__EXERCISE__
Set down the complete data exactly as it appears below.

__SUPPLIED RECORDS__
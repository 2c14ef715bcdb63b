//! Request and response types of the locate service

use axum::{
    http::StatusCode,
    response::{IntoResponse, Response},
    Json,
};
use serde::{Deserialize, Serialize};
use serde_json::Value;
use thiserror::Error;

use crate::algorithms::estimate::SolverKind;
use crate::algorithms::locator::Solution;
pub use crate::algorithms::locator::Method;
use crate::validation::error::{LocatorError, LocatorResult, SolveWarning};

/// Result type for API operations
pub type ApiResult<T> = Result<T, ApiError>;

/// Request-level failures; per-record solve failures are reported inside the response
#[derive(Debug, Error)]
pub enum ApiError {
    /// Body is missing or is not valid JSON for a locate request (400)
    #[error("Invalid request body: {0}")]
    InvalidBody(String),

    /// Unknown method selector (400)
    #[error("{0}")]
    InvalidMethod(String),

    /// Required field absent (400)
    #[error("Missing field '{0}'")]
    MissingField(String),

    /// Solver task failed to complete (500)
    #[error("Internal error: {0}")]
    Internal(String),
}

impl ApiError {
    pub fn status(&self) -> StatusCode {
        match self {
            ApiError::InvalidBody(_) | ApiError::InvalidMethod(_) | ApiError::MissingField(_) => {
                StatusCode::BAD_REQUEST
            }
            ApiError::Internal(_) => StatusCode::INTERNAL_SERVER_ERROR,
        }
    }

    /// Machine-readable error code
    pub fn code(&self) -> &'static str {
        match self {
            ApiError::InvalidBody(_) => "INVALID_BODY",
            ApiError::InvalidMethod(_) => "INVALID_METHOD",
            ApiError::MissingField(_) => "MISSING_FIELD",
            ApiError::Internal(_) => "INTERNAL_ERROR",
        }
    }
}

/// JSON error body
#[derive(Debug, Clone, Serialize, Deserialize)]
pub struct ErrorBody {
    pub code: String,
    pub message: String,
}

impl IntoResponse for ApiError {
    fn into_response(self) -> Response {
        let body = ErrorBody {
            code: self.code().to_string(),
            message: self.to_string(),
        };
        (self.status(), Json(body)).into_response()
    }
}

/// Body of `POST /locate`
#[derive(Debug, Clone, Default, Serialize, Deserialize)]
pub struct LocateRequest {
    /// `1`, `2`, `"linear"` or `"nonlinear"`; defaults to linear
    #[serde(default)]
    pub method: Option<Value>,
    /// Receiver records, each `{"<station>": [x, y, t], ...}`
    #[serde(default)]
    pub measurements: Option<Vec<Value>>,
}

impl LocateRequest {
    pub fn method(&self) -> ApiResult<Method> {
        match &self.method {
            None | Some(Value::Null) => Ok(Method::default()),
            Some(Value::Number(n)) => n
                .as_u64()
                .and_then(|code| u8::try_from(code).ok())
                .ok_or_else(|| ApiError::InvalidMethod(format!("Invalid method {}: expected 1 or 2", n)))
                .and_then(|code| Method::try_from(code).map_err(ApiError::InvalidMethod)),
            Some(Value::String(s)) => s.parse().map_err(ApiError::InvalidMethod),
            Some(other) => Err(ApiError::InvalidMethod(format!(
                "Invalid method {}: expected 1, 2, linear or nonlinear",
                other
            ))),
        }
    }

    pub fn measurements(&self) -> ApiResult<&[Value]> {
        self.measurements
            .as_deref()
            .ok_or_else(|| ApiError::MissingField("measurements".to_string()))
    }
}

/// Per-record failure
#[derive(Debug, Clone, PartialEq, Serialize, Deserialize)]
pub struct RecordError {
    pub kind: String,
    pub message: String,
}

impl From<&LocatorError> for RecordError {
    fn from(error: &LocatorError) -> Self {
        Self {
            kind: error.kind().to_string(),
            message: error.to_string(),
        }
    }
}

/// One entry of the response, in request order
#[derive(Debug, Clone, PartialEq, Serialize, Deserialize)]
#[serde(untagged)]
pub enum RecordResult {
    Located {
        x: f64,
        y: f64,
        solver: SolverKind,
        warnings: Vec<SolveWarning>,
        #[serde(default, skip_serializing_if = "Option::is_none")]
        converged: Option<bool>,
    },
    Failed {
        error: RecordError,
    },
}

impl From<&LocatorResult<Solution>> for RecordResult {
    fn from(result: &LocatorResult<Solution>) -> Self {
        match result {
            Ok(solution) => RecordResult::Located {
                x: solution.estimate.position.x,
                y: solution.estimate.position.y,
                solver: solution.estimate.solver,
                warnings: solution.estimate.warnings.clone(),
                converged: solution.converged,
            },
            Err(error) => RecordResult::Failed { error: error.into() },
        }
    }
}

#[derive(Debug, Clone, Serialize, Deserialize)]
pub struct LocateResponse {
    pub method: u8,
    pub results: Vec<RecordResult>,
}

#[cfg(test)]
mod tests {
    use super::*;
    use crate::algorithms::estimate::Estimate;
    use crate::core::Position;
    use serde_json::json;

    fn request(body: Value) -> LocateRequest {
        serde_json::from_value(body).unwrap()
    }

    #[test]
    fn test_method_selection() {
        assert_eq!(request(json!({})).method().unwrap(), Method::Linear);
        assert_eq!(request(json!({"method": 2})).method().unwrap(), Method::Nonlinear);
        assert_eq!(request(json!({"method": "linear"})).method().unwrap(), Method::Linear);

        for bad in [json!({"method": 3}), json!({"method": -1}), json!({"method": 1.5}), json!({"method": [1]})] {
            assert!(matches!(request(bad).method(), Err(ApiError::InvalidMethod(_))));
        }
    }

    #[test]
    fn test_missing_measurements() {
        let err = request(json!({"method": 1})).measurements().unwrap_err();
        assert_eq!(err.status(), StatusCode::BAD_REQUEST);
        assert_eq!(err.code(), "MISSING_FIELD");
    }

    #[test]
    fn test_record_result_serialization() {
        let solution = Solution {
            estimate: Estimate::new(Position::new(3.0, 4.0), SolverKind::Nonlinear),
            converged: Some(true),
        };
        let located: LocatorResult<Solution> = Ok(solution);
        let located = serde_json::to_value(RecordResult::from(&located)).unwrap();
        assert_eq!(located, json!({"x": 3.0, "y": 4.0, "solver": "nonlinear", "warnings": [], "converged": true}));

        let failed: LocatorResult<Solution> = Err(LocatorError::InsufficientReceivers { available: 2, required: 3 });
        let failed = serde_json::to_value(RecordResult::from(&failed)).unwrap();
        assert_eq!(failed["error"]["kind"], "insufficient_receivers");
    }

    #[test]
    fn test_linear_result_omits_converged() {
        let solution = Solution {
            estimate: Estimate::new(Position::new(1.0, 2.0), SolverKind::Exact),
            converged: None,
        };
        let result: LocatorResult<Solution> = Ok(solution);
        let value = serde_json::to_value(RecordResult::from(&result)).unwrap();
        assert!(value.get("converged").is_none());
        assert_eq!(value["solver"], "exact");
    }
}
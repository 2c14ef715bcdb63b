//! Solver output carrying the position and any diagnostics

use serde::{Deserialize, Serialize};

use crate::core::Position;
use crate::validation::error::SolveWarning;

/// Which algorithm produced an estimate
#[derive(Debug, Clone, Copy, PartialEq, Eq, Serialize, Deserialize)]
#[serde(rename_all = "snake_case")]
pub enum SolverKind {
    Exact,
    Linear,
    Nonlinear,
}

/// Position estimate with the warnings raised while computing it
#[derive(Debug, Clone, PartialEq, Serialize, Deserialize)]
pub struct Estimate {
    pub position: Position,
    pub solver: SolverKind,
    #[serde(default, skip_serializing_if = "Vec::is_empty")]
    pub warnings: Vec<SolveWarning>,
}

impl Estimate {
    pub fn new(position: Position, solver: SolverKind) -> Self {
        Self {
            position,
            solver,
            warnings: Vec::new(),
        }
    }

    pub fn with_warning(mut self, warning: SolveWarning) -> Self {
        self.warnings.push(warning);
        self
    }
}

__ANSWER TO THIS EXERCISE__
repository 2c14ef715bcdb63b
//! Request and response types of the locate service

use axum::{
    http::StatusCode,
    response::{IntoResponse, Response},
    Json,
};
use serde::{Deserialize, Serialize};
use serde_json::Value;
use thiserror::Error;

use crate::algorithms::estimate::SolverKind;
use crate::algorithms::locator::Solution;
pub use crate::algorithms::locator::Method;
use crate::validation::error::{LocatorError, LocatorResult, SolveWarning};

/// Result type for API operations
pub type ApiResult<T> = Result<T, ApiError>;

/// Request-level failures; per-record solve failures are reported inside the response
#[derive(Debug, Error)]
pub enum ApiError {
    /// Body is missing or is not valid JSON for a locate request (400)
    #[error("Invalid request body: {0}")]
    InvalidBody(String),

    /// Unknown method selector (400)
    #[error("{0}")]
    InvalidMethod(String),

    /// Required field absent (400)
    #[error("Missing field '{0}'")]
    MissingField(String),

    /// Solver task failed to complete (500)
    #[error("Internal error: {0}")]
    Internal(String),
}

impl ApiError {
    pub fn status(&self) -> StatusCode {
        match self {
            ApiError::InvalidBody(_) | ApiError::InvalidMethod(_) | ApiError::MissingField(_) => {
                StatusCode::BAD_REQUEST
            }
            ApiError::Internal(_) => StatusCode::INTERNAL_SERVER_ERROR,
        }
    }

    /// Machine-readable error code
    pub fn code(&self) -> &'static str {
        match self {
            ApiError::InvalidBody(_) => "INVALID_BODY",
            ApiError::InvalidMethod(_) => "INVALID_METHOD",
            ApiError::MissingField(_) => "MISSING_FIELD",
            ApiError::Internal(_) => "INTERNAL_ERROR",
        }
    }
}

/// JSON error body
#[derive(Debug, Clone, Serialize, Deserialize)]
pub struct ErrorBody {
    pub code: String,
    pub message: String,
}

impl IntoResponse for ApiError {
    fn into_response(self) -> Response {
        let body = ErrorBody {
            code: self.code().to_string(),
            message: self.to_string(),
        };
        (self.status(), Json(body)).into_response()
    }
}

/// Body of `POST /locate`
#[derive(Debug, Clone, Default, Serialize, Deserialize)]
pub struct LocateRequest {
    /// `1`, `2`, `"linear"` or `"nonlinear"`; defaults to linear
    #[serde(default)]
    pub method: Option<Value>,
    /// Receiver records, each `{"<station>": [x, y, t], ...}`
    #[serde(default)]
    pub measurements: Option<Vec<Value>>,
}

impl LocateRequest {
    pub fn method(&self) -> ApiResult<Method> {
        match &self.method {
            None | Some(Value::Null) => Ok(Method::default()),
            Some(Value::Number(n)) => n
                .as_u64()
                .and_then(|code| u8::try_from(code).ok())
                .ok_or_else(|| ApiError::InvalidMethod(format!("Invalid method {}: expected 1 or 2", n)))
                .and_then(|code| Method::try_from(code).map_err(ApiError::InvalidMethod)),
            Some(Value::String(s)) => s.parse().map_err(ApiError::InvalidMethod),
            Some(other) => Err(ApiError::InvalidMethod(format!(
                "Invalid method {}: expected 1, 2, linear or nonlinear",
                other
            ))),
        }
    }

    pub fn measurements(&self) -> ApiResult<&[Value]> {
        self.measurements
            .as_deref()
            .ok_or_else(|| ApiError::MissingField("measurements".to_string()))
    }
}

/// Per-record failure
#[derive(Debug, Clone, PartialEq, Serialize, Deserialize)]
pub struct RecordError {
    pub kind: String,
    pub message: String,
}

impl From<&LocatorError> for RecordError {
    fn from(error: &LocatorError) -> Self {
        Self {
            kind: error.kind().to_string(),
            message: error.to_string(),
        }
    }
}

/// One entry of the response, in request order
#[derive(Debug, Clone, PartialEq, Serialize, Deserialize)]
#[serde(untagged)]
pub enum RecordResult {
    Located {
        x: f64,
        y: f64,
        solver: SolverKind,
        warnings: Vec<SolveWarning>,
        #[serde(default, skip_serializing_if = "Option::is_none")]
        converged: Option<bool>,
    },
    Failed {
        error: RecordError,
    },
}

impl From<&LocatorResult<Solution>> for RecordResult {
    fn from(result: &LocatorResult<Solution>) -> Self {
        match result {
            Ok(solution) => RecordResult::Located {
                x: solution.estimate.position.x,
                y: solution.estimate.position.y,
                solver: solution.estimate.solver,
                warnings: solution.estimate.warnings.clone(),
                converged: solution.converged,
            },
            Err(error) => RecordResult::Failed { error: error.into() },
        }
    }
}

#[derive(Debug, Clone, Serialize, Deserialize)]
pub struct LocateResponse {
    pub method: u8,
    pub results: Vec<RecordResult>,
}

#[cfg(test)]
mod tests {
    use super::*;
    use crate::algorithms::estimate::Estimate;
    use crate::core::Position;
    use serde_json::json;

    fn request(body: Value) -> LocateRequest {
        serde_json::from_value(body).unwrap()
    }

    #[test]
    fn test_method_selection() {
        assert_eq!(request(json!({})).method().unwrap(), Method::Linear);
        assert_eq!(request(json!({"method": 2})).method().unwrap(), Method::Nonlinear);
        assert_eq!(request(json!({"method": "linear"})).method().unwrap(), Method::Linear);

        for bad in [json!({"method": 3}), json!({"method": -1}), json!({"method": 1.5}), json!({"method": [1]})] {
            assert!(matches!(request(bad).method(), Err(ApiError::InvalidMethod(_))));
        }
    }

    #[test]
    fn test_missing_measurements() {
        let err = request(json!({"method": 1})).measurements().unwrap_err();
        assert_eq!(err.status(), StatusCode::BAD_REQUEST);
        assert_eq!(err.code(), "MISSING_FIELD");
    }

    #[test]
    fn test_record_result_serialization() {
        let solution = Solution {
            estimate: Estimate::new(Position::new(3.0, 4.0), SolverKind::Nonlinear),
            converged: Some(true),
        };
        let located: LocatorResult<Solution> = Ok(solution);
        let located = serde_json::to_value(RecordResult::from(&located)).unwrap();
        assert_eq!(located, json!({"x": 3.0, "y": 4.0, "solver": "nonlinear", "warnings": [], "converged": true}));

        let failed: LocatorResult<Solution> = Err(LocatorError::InsufficientReceivers { available: 2, required: 3 });
        let failed = serde_json::to_value(RecordResult::from(&failed)).unwrap();
        assert_eq!(failed["error"]["kind"], "insufficient_receivers");
    }

    #[test]
    fn test_linear_result_omits_converged() {
        let solution = Solution {
            estimate: Estimate::new(Position::new(1.0, 2.0), SolverKind::Exact),
            converged: None,
        };
        let result: LocatorResult<Solution> = Ok(solution);
        let value = serde_json::to_value(RecordResult::from(&result)).unwrap();
        assert!(value.get("converged").is_none());
        assert_eq!(value["solver"], "exact");
    }
}
repository 2c14ef715bcdb63b
//! Solver output carrying the position and any diagnostics

use serde::{Deserialize, Serialize};

use crate::core::Position;
use crate::validation::error::SolveWarning;

/// Which algorithm produced an estimate
#[derive(Debug, Clone, Copy, PartialEq, Eq, Serialize, Deserialize)]
#[serde(rename_all = "snake_case")]
pub enum SolverKind {
    Exact,
    Linear,
    Nonlinear,
}

/// Position estimate with the warnings raised while computing it
#[derive(Debug, Clone, PartialEq, Serialize, Deserialize)]
pub struct Estimate {
    pub position: Position,
    pub solver: SolverKind,
    #[serde(default, skip_serializing_if = "Vec::is_empty")]
    pub warnings: Vec<SolveWarning>,
}

impl Estimate {
    pub fn new(position: Position, solver: SolverKind) -> Self {
        Self {
            position,
            solver,
            warnings: Vec::new(),
        }
    }

    pub fn with_warning(mut self, warning: SolveWarning) -> Self {
        self.warnings.push(warning);
        self
    }
}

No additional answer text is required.